Some of the comments on the link by James_Miller exactly six months ago provided very specific estimates of how the events might turn out:
James_Miller:
- The odds of Russian intervening militarily = 40%.
- The odds of the Russians losing the conventional battle (perhaps because of NATO intervention) conditional on them entering = 30%.
- The odds of the Russians resorting to nuclear weapons conditional on them losing the conventional battle = 20%.
Me:
"Russians intervening militarily" could be anything from posturing to weapon shipments to a surgical strike to a Czechoslovakia-style tank-roll or Afghanistan invasion. My guess that the odds of the latter is below 5%.
A bet between James_Miller and solipsist:
I will bet you $20 U.S. (mine) vs $100 (yours) that Russian tanks will be involved in combat in the Ukraine within 60 days. So in 60 days I will pay you $20 if I lose the bet, but you pay me $100 if I win.

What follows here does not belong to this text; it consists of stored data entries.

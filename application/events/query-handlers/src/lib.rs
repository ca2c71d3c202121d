pub mod provider;
pub mod retry;

use events_errors::EventError;
use events_models::{Event, Venue};
use events_queries::{GetEventsByVenueQuery, GetVenueByEventQuery};
pub use provider::{
    DataOutcome, DataProvider, EVENT_DATA_CACHE_KEY, Resolved, SnapshotStore,
};
pub use retry::RetryPolicy;
use tracing::{debug, instrument};

#[derive(Clone)]
pub struct ListEventsQueryHandler {
    provider: DataProvider,
}

impl ListEventsQueryHandler {
    pub fn new(provider: DataProvider) -> Self { Self { provider } }

    #[instrument(skip(self))]
    pub async fn execute(&self) -> Vec<Event> {
        self.provider.get_data().await.events.clone()
    }
}

#[derive(Clone)]
pub struct GetEventsByVenueQueryHandler {
    provider: DataProvider,
}

impl GetEventsByVenueQueryHandler {
    pub fn new(provider: DataProvider) -> Self { Self { provider } }

    #[instrument(skip(self))]
    pub async fn execute(&self, query: GetEventsByVenueQuery) -> Vec<Event> {
        let snapshot = self.provider.get_data().await;
        let events = snapshot.events_by_venue(query.venue_id);
        debug!(
            "Found {} events for venue {}",
            events.len(),
            query.venue_id
        );
        events
    }
}

#[derive(Clone)]
pub struct ListVenuesQueryHandler {
    provider: DataProvider,
}

impl ListVenuesQueryHandler {
    pub fn new(provider: DataProvider) -> Self { Self { provider } }

    #[instrument(skip(self))]
    pub async fn execute(&self) -> Vec<Venue> {
        self.provider.get_data().await.venues.clone()
    }
}

#[derive(Clone)]
pub struct GetVenueByEventQueryHandler {
    provider: DataProvider,
}

impl GetVenueByEventQueryHandler {
    pub fn new(provider: DataProvider) -> Self { Self { provider } }

    #[instrument(skip(self))]
    pub async fn execute(
        &self, query: GetVenueByEventQuery,
    ) -> Result<Venue, EventError> {
        let snapshot = self.provider.get_data().await;

        if let Some(venue) = snapshot.venue_for_event(query.event_id) {
            return Ok(venue.clone());
        }

        match snapshot.find_event(query.event_id) {
            None => Err(EventError::EventNotFound {
                event_id: query.event_id,
            }),
            Some(event) => {
                debug!(
                    "Event {} points at unknown venue {}",
                    event.id, event.venue_id
                );
                Err(EventError::VenueNotFound {
                    event_id: query.event_id,
                })
            }
        }
    }
}
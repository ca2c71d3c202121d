pub mod config;
pub mod fetcher;
pub mod parser;
pub mod validator;

pub use config::SourceConfig;
pub use events_errors::{Document, FaultKind, SourceError};
pub use fetcher::{DocumentFetcher, HttpFetcher};
pub use parser::parse_snapshot;
pub use validator::{collect_violations, validate};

While it is hard to do any meaningful calibration based on a single event, there must be lessons to learn from it. Given that Russian armored columns are said to capture key Ukrainian towns today, the first part of James_Miller's prediction has come true, even if it took 3 times longer than he estimated.
Note that even the most pessimistic person in that conversation (James) was probably too optimistic. My estimate of 5% appears way too low in retrospect, and I would probably bump it to 50% for a similar event in the future.
Now, given that the first prediction came true, how would one reevaluate the odds of the two further escalations he listed? I still feel that there is no way there will be a "conventional battle" between Russia and NATO, but having just been proven wrong makes me doubt my assumptions. If anything, maybe I should give more weight to what James_Miller (or at least Dan Carlin) has to say on the issue. And if I had any skin in the game, I would probably be even more cautious.
We live in a world where might makes right. This said, I was mentioning the fact that the annexed populations are ethnic Russians presumibly willing to join Russia as evidence for the hypothesis that Putin is probably not going to try and reconquer former Soviet Union.
Yes, I know that Hitler also started by annexing Germanophones and then went for a full scale conquest of all Europe, but I think that Putin is unlikely to pull something like that:
Should Russia attack a NATO/EU country, it would at the very least be financially crippled by loss of trade with Western European countries, the conflict would likely excalate to a full scale conventional war with the US, which would have a very real chance of further excalating to a nuclear war. Putin may not be exactly a nice guy, but, unlike Hitler, he doesn't seem to be crazy.
Also, even if he was crazy, Russia, while not being exactly a paragon of democracy, is not a dictatorship. The people who keep him in power would depose him if they saw him as a threat to their material interests and safety.
> evidence for the hypothesis that Putin is probably not going to Well, that's a load off my mind! For a second there I thought he was rebuilding an empire using completely transparent Soviet-era pretexts in small enough steps that the West is unable to overcome its paralysis. Look, it's very simple. Putin is a predator, and Europe would rather have warm homes in winter than stand on principle. That is their right of course, but let us call a spade a spade. > is not a dictatorship If Putin's Russia is not a dictatorship, there are no dictatorships on Earth.